L’Afrique du Sud soutient depuis longtemps la République arabe-démocratique de Sahrawi autoproclamée (SADR). Pendant ce temps, au cours des dernières années, le Maroc a fait des progrès importants en remportant un soutien international à sa proposition d’autonomie en 2007 pour le Sahara occidental.
Les États-Unis ont reconnu la souveraineté marocaine en 2020. Deux ans plus tard, l’Espagne a approuvé le plan d’autonomie du Maroc, le qualifiant de solution la plus réaliste et la plus crédible. En juillet 2024, la France a fait un changement fort en soutenant officiellement la demande du Maroc comme base unique pour un règlement juste et durable, suivi des investissements et des accords diplomatiques.

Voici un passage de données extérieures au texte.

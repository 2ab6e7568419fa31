use std::sync::{Arc, PoisonError, RwLock, RwLockReadGuard, RwLockWriteGuard};

use glossary_core::{
    Author, Backend, DefineOutcome, EditOutcome, GlossaryError, GlossaryStore, ListOutcome,
    LookupOutcome, RemoveOutcome, SeedItem, SeedResult, Stats,
};

/// Cloneable handle for callers that dispatch commands from several threads.
///
/// Mutations hold the write lock for the whole in-memory change plus persist,
/// so readers never observe a half-applied mutation. Reads share the lock.
pub struct SharedGlossary<B> {
    inner: Arc<RwLock<GlossaryStore<B>>>,
}

impl<B> Clone for SharedGlossary<B> {
    fn clone(&self) -> Self {
        Self { inner: Arc::clone(&self.inner) }
    }
}

impl<B: Backend> SharedGlossary<B> {
    #[must_use]
    pub fn new(store: GlossaryStore<B>) -> Self {
        Self { inner: Arc::new(RwLock::new(store)) }
    }

    // A panic inside a store call cannot leave the map half-written, so a
    // poisoned lock is still safe to use.
    fn read(&self) -> RwLockReadGuard<'_, GlossaryStore<B>> {
        self.inner.read().unwrap_or_else(PoisonError::into_inner)
    }

    fn write(&self) -> RwLockWriteGuard<'_, GlossaryStore<B>> {
        self.inner.write().unwrap_or_else(PoisonError::into_inner)
    }

    /// # Errors
    /// See [`GlossaryStore::define`].
    pub fn define(
        &self,
        term: &str,
        definition: &str,
        author: Author,
    ) -> Result<DefineOutcome, GlossaryError> {
        self.write().define(term, definition, author)
    }

    /// # Errors
    /// See [`GlossaryStore::edit`].
    pub fn edit(&self, term: &str, definition: &str) -> Result<EditOutcome, GlossaryError> {
        self.write().edit(term, definition)
    }

    /// # Errors
    /// See [`GlossaryStore::remove`].
    pub fn remove(
        &self,
        term: &str,
        requester_id: &str,
        requester_is_admin: bool,
    ) -> Result<RemoveOutcome, GlossaryError> {
        self.write().remove(term, requester_id, requester_is_admin)
    }

    /// # Errors
    /// See [`GlossaryStore::bulk_seed`].
    pub fn bulk_seed<I>(&self, items: I) -> Result<SeedResult, GlossaryError>
    where
        I: IntoIterator<Item = SeedItem>,
    {
        self.write().bulk_seed(items)
    }

    /// # Errors
    /// See [`GlossaryStore::flush`].
    pub fn flush(&self) -> Result<usize, GlossaryError> {
        self.write().flush()
    }

    /// # Errors
    /// See [`GlossaryStore::lookup`].
    pub fn lookup(&self, term: &str) -> Result<LookupOutcome, GlossaryError> {
        self.read().lookup(term)
    }

    #[must_use]
    pub fn list(&self, page: usize) -> ListOutcome {
        self.read().list(page)
    }

    #[must_use]
    pub fn list_with_page_size(&self, page: usize, page_size: usize) -> ListOutcome {
        self.read().list_with_page_size(page, page_size)
    }

    #[must_use]
    pub fn stats(&self) -> Stats {
        self.read().stats()
    }

    #[must_use]
    pub fn len(&self) -> usize {
        self.read().len()
    }

    #[must_use]
    pub fn is_empty(&self) -> bool {
        self.read().is_empty()
    }

    #[must_use]
    pub fn is_degraded(&self) -> bool {
        self.read().is_degraded()
    }

    #[must_use]
    pub fn pending_count(&self) -> usize {
        self.read().pending_count()
    }

    #[must_use]
    pub fn backend_name(&self) -> &'static str {
        self.read().backend_name()
    }
}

Le Royaume-Uni a rejoint cette liste croissante en juin 2025, décrivant le plan comme la solution «la plus crédible, viable et pragmatique», le plaçant aux côtés des États-Unis et de la France en tant que membres du Conseil de la sécurité des Nations Unies soutenant Rabat. D’autres nations africaines, dont le Kenya et le Ghana, ont également récemment lancé leur soutien à la proposition d’autonomie.
Cette cascade de reconnaissance, des puissances occidentales aux nations africaines, reflète une rupture plus large de l’isolement diplomatique du Polisario.